By the time his presidency was over Chris would be working on 3rd barbed wire pipeline, he's objectively worse than Trump.

tuo
Jun 17, 2016

peter gabriel posted:

I like it to dip in and out of now and then in VR.
It doesn't grab me enough to play it often, some people play it daily and that's just not how I enjoy it. How I do enjoy it is a monthly session flying around exploring in VR with no set goals and just stopping if I see something cool or interesting.
That works for me as I don't burn out and generally Frontier have added something cool and new to do. I have a pimped Vulture and don't feel the need for much more tbh.

This. A well outfitted Vulture is drat fun to fly, and you won't have to grind hours upon hours to get it. My biggest fault with E:D at the beginning was that I wanted to get to the Anaconda as fast as possible, to the point I didn't even buy new ships to not loose the 10% when selling it again...this bored me to death. When Horizon came out and I realized I got it for free, I jumped back in and simply wanted to see some stuff. Having fun with it since then, especially in VR. And when it stops beeing fun, I simply play something else for some time, until I come back to E:D.

Just don't start the grind. It killed my motivation very quickly.

neonbregna
Aug 20, 2007

D1E posted:

It's kind of crazy how active this thread is, especially given that there is no actual game and probably never will be.


This thread is actually the game

peter gabriel
Nov 8, 2011

Hello Commandos

tuo posted:

This. A well outfitted Vulture is drat fun to fly, and you won't have to grind hours upon hours to get it. My biggest fault with E:D at the beginning was that I wanted to get to the Anaconda as fast as possible, to the point I didn't even buy new ships to not loose the 10% when selling it again...this bored me to death. When Horizon came out and I realized I got it for free, I jumped back in and simply wanted to see some stuff. Having fun with it since then, especially in VR. And when it stops beeing fun, I simply play something else for some time, until I come back to E:D.

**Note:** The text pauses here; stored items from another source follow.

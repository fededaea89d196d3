use std::io;
use std::sync::Arc;

use ntex::web;
use serde::Serialize;
use spdlog::{debug, error, info, warn};

use crate::blog::{BlogPatch, NewBlog};
use crate::config::Config;
use crate::store::json_file_store::JsonFileStore;
use crate::store::memory_store::MemoryStore;
use crate::store::{BlogStore, StoreError};

// Blogs carry base64 images inline
const JSON_BODY_LIMIT: usize = 16 * 1024 * 1024;

#[derive(Clone)]
pub struct AppState {
    pub store: Arc<dyn BlogStore>,
}

impl AppState {
    pub fn new(store: Arc<dyn BlogStore>) -> Self {
        AppState { store }
    }
}

#[derive(Serialize)]
struct MessageBody<'a> {
    message: &'a str,
    #[serde(skip_serializing_if = "Option::is_none")]
    error: Option<String>,
}

#[derive(Serialize)]
struct UpdatedBody<'a> {
    message: &'a str,
    data: &'a BlogPatch,
}

fn bad_request(message: &str) -> web::HttpResponse {
    web::HttpResponse::BadRequest().json(&MessageBody { message, error: None })
}

fn not_found(message: &str) -> web::HttpResponse {
    web::HttpResponse::NotFound().json(&MessageBody { message, error: None })
}

fn server_error(message: &str, err: &StoreError) -> web::HttpResponse {
    web::HttpResponse::InternalServerError().json(&MessageBody {
        message,
        error: Some(err.to_string()),
    })
}

async fn create_blog(body: web::types::Json<NewBlog>, state: web::types::State<AppState>) -> web::HttpResponse {
    let Some(blog) = body.into_inner().validate() else {
        debug!("Rejecting blog without title, image or description");
        return bad_request("All fields are required");
    };

    match state.store.insert(blog) {
        Ok(saved) => {
            info!("Blog {} created", saved.id);
            web::HttpResponse::Ok().json(&saved)
        }
        Err(e) => {
            error!("Error creating blog: {}", e);
            server_error("Server Error", &e)
        }
    }
}

async fn list_blogs(state: web::types::State<AppState>) -> web::HttpResponse {
    match state.store.find_all() {
        Ok(blogs) => web::HttpResponse::Ok().json(&blogs),
        Err(e) => {
            error!("Error listing blogs: {}", e);
            server_error("Server Error", &e)
        }
    }
}

async fn list_user_blogs(user_id: web::types::Path<String>, state: web::types::State<AppState>) -> web::HttpResponse {
    let user_id = user_id.into_inner();
    match state.store.find_by_creator(&user_id) {
        Ok(blogs) => web::HttpResponse::Ok().json(&blogs),
        Err(e) => {
            error!("Error listing blogs of user {}: {}", user_id, e);
            server_error("Server Error", &e)
        }
    }
}

async fn get_blog(id: web::types::Path<String>, state: web::types::State<AppState>) -> web::HttpResponse {
    let id = id.into_inner();
    match state.store.find_by_id(&id) {
        Ok(Some(blog)) => web::HttpResponse::Ok().json(&blog),
        Ok(None) => not_found("Blog not found"),
        Err(e) => {
            error!("Error loading blog {}: {}", id, e);
            server_error("Server Error", &e)
        }
    }
}

async fn update_blog(
    id: web::types::Path<String>,
    body: web::types::Json<BlogPatch>,
    state: web::types::State<AppState>) -> web::HttpResponse {
    let id = id.into_inner();
    let patch = body.into_inner();

    match state.store.update_one(&id, &patch) {
        Ok(Some(_)) => {
            info!("Blog {} updated", id);
            web::HttpResponse::Ok().json(&UpdatedBody {
                message: "Blog updated successfully",
                data: &patch,
            })
        }
        Ok(None) => {
            warn!("Update of unknown blog {}", id);
            not_found("Blog not found")
        }
        Err(e) => {
            error!("Error updating blog {}: {}", id, e);
            server_error("Something went wrong", &e)
        }
    }
}

/// Registers the blog endpoints.
pub fn configure(cfg: &mut web::ServiceConfig) {
    cfg.service(
        web::resource("/api/blog")
            .route(web::get().to(list_blogs))
            .route(web::post().to(create_blog)),
    )
        .service(
            web::resource("/api/blog/get-blog-by-userid/{user_id}")
                .route(web::get().to(list_user_blogs)),
        )
        .service(
            web::resource("/api/blog/{id}")
                .route(web::get().to(get_blog))
                .route(web::put().to(update_blog))
                .route(web::patch().to(update_blog)),
        );
}

pub fn open_store(config: &Config) -> io::Result<Arc<dyn BlogStore>> {
    let store: Arc<dyn BlogStore> = match config.store.location {
        Some(ref location) => {
            let store = JsonFileStore::open(location)
                .map_err(|e| io::Error::other(format!("Error opening blog store {}: {}", location.display(), e)))?;
            Arc::new(store)
        }
        None => {
            info!("No store location configured. Blogs are kept in memory only");
            Arc::new(MemoryStore::new())
        }
    };
    Ok(store)
}

pub async fn server_run(config: Config) -> io::Result<()> {
    let app_state = AppState::new(open_store(&config)?);

    let bind_addr = config.server.address.clone();
    let bind_port = config.server.port;

    web::HttpServer::new(move || {
        web::App::new()
            .state(app_state.clone())
            .state(web::types::JsonConfig::default().limit(JSON_BODY_LIMIT))
            .configure(configure)
    })
        .bind((bind_addr, bind_port))?
        .run()
        .await
}

#[cfg(test)]
mod tests {
    use ntex::http::StatusCode;
    use ntex::web::test;
    use ntex::web::App;
    use serde_json::{json, Value};

    use crate::blog::Blog;
    use crate::test_data::{sample_blogs, IMAGE_DATA};

    use super::*;

    struct FailingStore;

    impl BlogStore for FailingStore {
        fn insert(&self, _blog: crate::blog::ValidBlog) -> Result<Blog, StoreError> {
            Err(StoreError::Poisoned)
        }

        fn find_all(&self) -> Result<Vec<Blog>, StoreError> {
            Err(StoreError::Poisoned)
        }

        fn find_by_id(&self, _id: &str) -> Result<Option<Blog>, StoreError> {
            Err(StoreError::Poisoned)
        }

        fn find_by_creator(&self, _user_id: &str) -> Result<Vec<Blog>, StoreError> {
            Err(StoreError::Poisoned)
        }

        fn update_one(&self, _id: &str, _patch: &BlogPatch) -> Result<Option<Blog>, StoreError> {
            Err(StoreError::Poisoned)
        }
    }

    fn json_body(bytes: &[u8]) -> Value {
        serde_json::from_slice(bytes).unwrap()
    }

    #[ntex::test]
    async fn test_create_blog() {
        let store = Arc::new(MemoryStore::new());
        let app = test::init_service(
            App::new().state(AppState::new(store.clone())).configure(configure)
        ).await;

        let body = json!({"title": "Hello", "image": IMAGE_DATA, "description": "First post"});
        let req = test::TestRequest::post().uri("/api/blog").set_json(&body).to_request();
        let resp = test::call_service(&app, req).await;
        assert_eq!(resp.status(), StatusCode::OK);

        let blog: Blog = serde_json::from_slice(&test::read_body(resp).await).unwrap();
        assert_eq!(blog.title, "Hello");
        assert_eq!(blog.image, IMAGE_DATA);
        assert_eq!(blog.description, "First post");
        assert!(!blog.id.is_empty());
        assert_eq!(store.find_all().unwrap().len(), 1);
    }

    #[ntex::test]
    async fn test_create_missing_field_is_not_persisted() {
        let store = Arc::new(MemoryStore::new());
        let app = test::init_service(
            App::new().state(AppState::new(store.clone())).configure(configure)
        ).await;

        let payloads = [
            json!({"image": IMAGE_DATA, "description": "d"}),
            json!({"title": "t", "description": "d"}),
            json!({"title": "t", "image": IMAGE_DATA}),
            json!({"title": "", "image": IMAGE_DATA, "description": "d"}),
        ];
        for payload in payloads {
            let req = test::TestRequest::post().uri("/api/blog").set_json(&payload).to_request();
            let resp = test::call_service(&app, req).await;
            assert_eq!(resp.status(), StatusCode::BAD_REQUEST);
            let body = json_body(&test::read_body(resp).await);
            assert_eq!(body["message"], "All fields are required");
        }
        assert!(store.find_all().unwrap().is_empty());
    }

    #[ntex::test]
    async fn test_list_blogs() {
        let store = Arc::new(MemoryStore::from_blogs(sample_blogs(3)));
        let app = test::init_service(
            App::new().state(AppState::new(store)).configure(configure)
        ).await;

        let req = test::TestRequest::get().uri("/api/blog").to_request();
        let resp = test::call_service(&app, req).await;
        assert_eq!(resp.status(), StatusCode::OK);
        let blogs: Vec<Blog> = serde_json::from_slice(&test::read_body(resp).await).unwrap();
        let ids: Vec<_> = blogs.iter().map(|b| b.id.as_str()).collect();
        assert_eq!(ids, ["blog-1", "blog-2", "blog-3"]);
    }

    #[ntex::test]
    async fn test_get_blog_and_user_blogs() {
        let store = Arc::new(MemoryStore::from_blogs(sample_blogs(3)));
        let app = test::init_service(
            App::new().state(AppState::new(store)).configure(configure)
        ).await;

        let req = test::TestRequest::get().uri("/api/blog/blog-2").to_request();
        let resp = test::call_service(&app, req).await;
        assert_eq!(resp.status(), StatusCode::OK);
        let blog: Blog = serde_json::from_slice(&test::read_body(resp).await).unwrap();
        assert_eq!(blog.title, "Post 2");

        let req = test::TestRequest::get().uri("/api/blog/missing").to_request();
        let resp = test::call_service(&app, req).await;
        assert_eq!(resp.status(), StatusCode::NOT_FOUND);

        let req = test::TestRequest::get().uri("/api/blog/get-blog-by-userid/user-3").to_request();
        let resp = test::call_service(&app, req).await;
        assert_eq!(resp.status(), StatusCode::OK);
        let blogs: Vec<Blog> = serde_json::from_slice(&test::read_body(resp).await).unwrap();
        assert_eq!(blogs.len(), 1);
        assert_eq!(blogs[0].id, "blog-3");
    }

    #[ntex::test]
    async fn test_update_missing_blog() {
        let store = Arc::new(MemoryStore::from_blogs(sample_blogs(2)));
        let before = store.find_all().unwrap();
        let app = test::init_service(
            App::new().state(AppState::new(store.clone())).configure(configure)
        ).await;

        let req = test::TestRequest::put().uri("/api/blog/missing").set_json(&json!({"title": "X"})).to_request();
        let resp = test::call_service(&app, req).await;
        assert_eq!(resp.status(), StatusCode::NOT_FOUND);
        let body = json_body(&test::read_body(resp).await);
        assert_eq!(body["message"], "Blog not found");
        assert_eq!(store.find_all().unwrap(), before);
    }

    #[ntex::test]
    async fn test_update_blog() {
        let store = Arc::new(MemoryStore::from_blogs(sample_blogs(2)));
        let original = store.find_by_id("blog-1").unwrap().unwrap();
        let app = test::init_service(
            App::new().state(AppState::new(store.clone())).configure(configure)
        ).await;

        let req = test::TestRequest::patch().uri("/api/blog/blog-1").set_json(&json!({"title": "X"})).to_request();
        let resp = test::call_service(&app, req).await;
        assert_eq!(resp.status(), StatusCode::OK);
        let body = json_body(&test::read_body(resp).await);
        assert_eq!(body["message"], "Blog updated successfully");
        assert_eq!(body["data"], json!({"title": "X"}));

        let stored = store.find_by_id("blog-1").unwrap().unwrap();
        assert_eq!(stored.title, "X");
        assert_eq!(stored.description, original.description);
        assert_eq!(stored.image, original.image);
        assert_eq!(stored.created_at, original.created_at);
        assert_eq!(store.find_by_id("blog-2").unwrap().unwrap().title, "Post 2");
    }

    #[ntex::test]
    async fn test_store_failures() {
        let app = test::init_service(
            App::new().state(AppState::new(Arc::new(FailingStore))).configure(configure)
        ).await;

        let req = test::TestRequest::get().uri("/api/blog").to_request();
        let resp = test::call_service(&app, req).await;
        assert_eq!(resp.status(), StatusCode::INTERNAL_SERVER_ERROR);
        let body = json_body(&test::read_body(resp).await);
        assert_eq!(body["message"], "Server Error");
        assert_eq!(body["error"], "Store lock poisoned");

        let body = json!({"title": "t", "image": IMAGE_DATA, "description": "d"});
        let req = test::TestRequest::post().uri("/api/blog").set_json(&body).to_request();
        let resp = test::call_service(&app, req).await;
        assert_eq!(resp.status(), StatusCode::INTERNAL_SERVER_ERROR);

        let req = test::TestRequest::put().uri("/api/blog/blog-1").set_json(&json!({"title": "X"})).to_request();
        let resp = test::call_service(&app, req).await;
        assert_eq!(resp.status(), StatusCode::INTERNAL_SERVER_ERROR);
        let body = json_body(&test::read_body(resp).await);
        assert_eq!(body["message"], "Something went wrong");
    }
}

Just don't start the grind. It killed my motivation very quickly.

The game is a billion times better than at launch isn't it though if you do want to save for something.
I see it as something that is always there if I need it. I think they are in this for the long haul and with suggestions of the FPS and using their crowd tech from that roller coaster game it looks like it'll end up being a huge behemoth of a game, it's just nice to have the galaxy there as I want it to gently caress around in.

It also makes SC completely redundant even before it had a chance, which is funny

Xaerael
Aug 25, 2010

Marching Powder is objectively the worst poster known. He also needs to learn how a keyboard works.

Marching Powder posted:

[in increasingly high pitched voice] He's melting down guy, guys, he's mad and melting down!

Inkel
Feb 19, 2004

College Slice

Quavers posted:

Still in the "Help me reason with a skeptical friend on SC" thread...

1 point: "Just the one point : When in the 4 year history of Star Citizen development has the actual delivered playable alpha been of lower visual quality than the demo's ? Answer - Never, the delivered quality has been better. Why is this even a question ?"

OP: The issue he has is not graphic quality, but gameplay -- saying its on rail and it will never happen like that...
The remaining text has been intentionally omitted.